The output will get reset if reset is set to 0 regardless of this connection.

Please correct me If I'm wrong.

Best Answer

The wire in red is to make sure that the D input is overridden with a logic 0. This makes sure both sides of the master FF are reset at the same time. This also overrides the state of the clock input.

Now S and R will clear the slave latch so it is in the proper state. S is forced to '1' and R is forced to '0' at the same instant, thus Q is forced to '0' and Q\ is forced to '1' at the same instant. Q and Q\ can NEVER have the same state at the same time.

Since the rising edge of clock is used to load in the value at the D input which briefly causes both master R-S latches to toggle states (They are cross-wired so the value of D is sampled and locked into the latches in nanoseconds, or even picoseconds), both master R-S latches must be cleared at the same instant or a glitch could appear at R and S that briefly makes the slave latch put out glitches.

The operation of the reset pin should be clean and glitch free at the Q and Q\ outputs. If Q is set to 1 then a reset should clear it to 0 and Q\ becomes 1 with almost no skewing.

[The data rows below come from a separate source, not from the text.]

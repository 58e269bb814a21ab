//! Structural mutations: create, move and splice-delete.
//!
//! Each operation checks every precondition before its first store write and
//! holds the tree's mutation lock until the last one, so writers never
//! interleave and a failed call leaves the tree untouched.

use std::sync::Arc;

use tracing::{debug, instrument};

use crate::domain::error::{TreeError, TreeResult};
use crate::domain::node::{Node, NodeId, NO_PARENT};
use crate::domain::tree::Tree;

impl<T> Tree<T> {
    /// Stores a new node under `parent_id`, appended after its current children.
    #[instrument(level = "debug", skip(self, payload))]
    pub fn create_node(&self, id: NodeId, parent_id: NodeId, payload: T) -> TreeResult<Node<T>> {
        self.create_shared(id, parent_id, Arc::new(payload))
    }

    /// [`Tree::create_node`] for a payload that is already shared.
    #[instrument(level = "debug", skip(self, payload))]
    pub fn create_shared(
        &self,
        id: NodeId,
        parent_id: NodeId,
        payload: Arc<T>,
    ) -> TreeResult<Node<T>> {
        let _guard = self.lock.lock();

        if id == self.root_id || id <= NO_PARENT {
            return Err(TreeError::InvalidNodeId(id));
        }
        if self.contains(id) {
            return Err(TreeError::NodeAlreadyExists(id));
        }
        if !self.contains(parent_id) {
            return Err(TreeError::NodeNotFound(parent_id));
        }

        let mut node = Node::with_shared(id, payload);
        node.set_parent(parent_id);
        self.store.insert(id, node.clone());
        if let Some(mut parent) = self.store.get_mut(&parent_id) {
            parent.add_child(id);
        }

        debug!(id, parent_id, "created node");
        Ok(node)
    }

    /// Re-parents `id` under `new_parent_id`, appended after its new siblings.
    ///
    /// Fails with [`TreeError::InvalidSourceDest`] when the destination lies in
    /// the subtree of `id` or `id` is the root. The root itself is always a
    /// valid destination.
    #[instrument(level = "debug", skip(self))]
    pub fn move_node(&self, id: NodeId, new_parent_id: NodeId) -> TreeResult<()> {
        let _guard = self.lock.lock();

        let old_parent_id = self
            .store
            .get(&id)
            .map(|entry| entry.parent_id())
            .ok_or(TreeError::NodeNotFound(id))?;
        if !self.contains(new_parent_id) {
            return Err(TreeError::NodeNotFound(new_parent_id));
        }
        let would_cycle = id == new_parent_id
            || (new_parent_id != self.root_id && self.is_ancestor(id, new_parent_id));
        if id == self.root_id || would_cycle {
            return Err(TreeError::InvalidSourceDest {
                id,
                dest: new_parent_id,
            });
        }
        if old_parent_id == new_parent_id {
            return Ok(());
        }

        if let Some(mut old_parent) = self.store.get_mut(&old_parent_id) {
            old_parent.remove_child(id);
        }
        if let Some(mut new_parent) = self.store.get_mut(&new_parent_id) {
            new_parent.add_child(id);
        }
        if let Some(mut node) = self.store.get_mut(&id) {
            node.set_parent(new_parent_id);
        }

        debug!(id, old_parent_id, new_parent_id, "moved node");
        Ok(())
    }

    /// Removes `id`, re-attaching its children to its former parent.
    ///
    /// Nothing below `id` is deleted: the children keep their order and are
    /// appended after the former parent's remaining children.
    #[instrument(level = "debug", skip(self))]
    pub fn delete_node(&self, id: NodeId) -> TreeResult<()> {
        let _guard = self.lock.lock();

        if id == self.root_id {
            return Err(TreeError::DeleteRootForbidden(id));
        }
        let (parent_id, children) = self
            .store
            .get(&id)
            .map(|entry| (entry.parent_id(), entry.children().to_vec()))
            .ok_or(TreeError::NodeNotFound(id))?;
        if !self.contains(parent_id) {
            return Err(TreeError::NodeNotFound(parent_id));
        }

        for &child in &children {
            if let Some(mut node) = self.store.get_mut(&child) {
                node.set_parent(parent_id);
            }
        }
        if let Some(mut parent) = self.store.get_mut(&parent_id) {
            parent.remove_child(id);
            for &child in &children {
                parent.add_child(child);
            }
        }
        self.store.remove(&id);

        debug!(id, parent_id, reattached = children.len(), "deleted node");
        Ok(())
    }
}
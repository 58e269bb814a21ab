//! Error conversion helpers for file I/O
//!
//! Provides extension traits for cleaner error handling with path context.

use std::io;
use std::path::Path;

use crate::application::{ApplicationError, ApplicationResult};

/// Extension trait for converting `io::Result` to `ApplicationResult` with context.
pub trait IoResultExt<T> {
    /// Add path context to an I/O error.
    ///
    /// # Example
    /// ```ignore
    /// fs::read_to_string(path).with_path_context("read", path)?;
    /// ```
    fn with_path_context(self, action: &str, path: &Path) -> ApplicationResult<T>;
}

impl<T> IoResultExt<T> for io::Result<T> {
    fn with_path_context(self, action: &str, path: &Path) -> ApplicationResult<T> {
        self.map_err(|e| ApplicationError::io(format!("{} {}", action, path.display()), e))
    }
}
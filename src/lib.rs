//! Concurrency-safe multi-branch tree addressed by integer ids.
//!
//! [`domain::Tree`] owns every node in a concurrent id-indexed store, answers
//! hierarchy queries (ancestors, descendants, siblings, paths, levels) without
//! locking, streams depth-first and breadth-first walks lazily, and serializes
//! structural changes (create, move, splice-delete) behind one re-entrant lock.
//!
//! ```
//! use idtree::domain::{Node, Tree};
//!
//! let tree = Tree::new(Node::new(0, "company"));
//! tree.create_node(1, 0, "engineering").unwrap();
//! tree.create_node(2, 1, "platform").unwrap();
//!
//! assert_eq!(tree.level(2), 2);
//! assert_eq!(tree.get_all_paths(), vec![vec![0, 1, 2]]);
//! ```

pub mod application;
pub mod cli;
pub mod config;
pub mod domain;
pub mod exitcode;
pub mod util;

pub use domain::{Node, NodeId, Tree, TreeError, TreeResult};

That is another reason for the extra reset connection. Data is supposed to be loaded in with almost no skewing in time between Q and Q\ changing states, so RESET has to work the same way, or downstream logic could be confused. These flip-flops are often used to sync data from a asynchronous source by using 2 in series with a common clock, so internally created glitches would never be tolerated. This could cause havoc and miss-counts in ripple-carry counters where many FF's are daisy-chained in a row.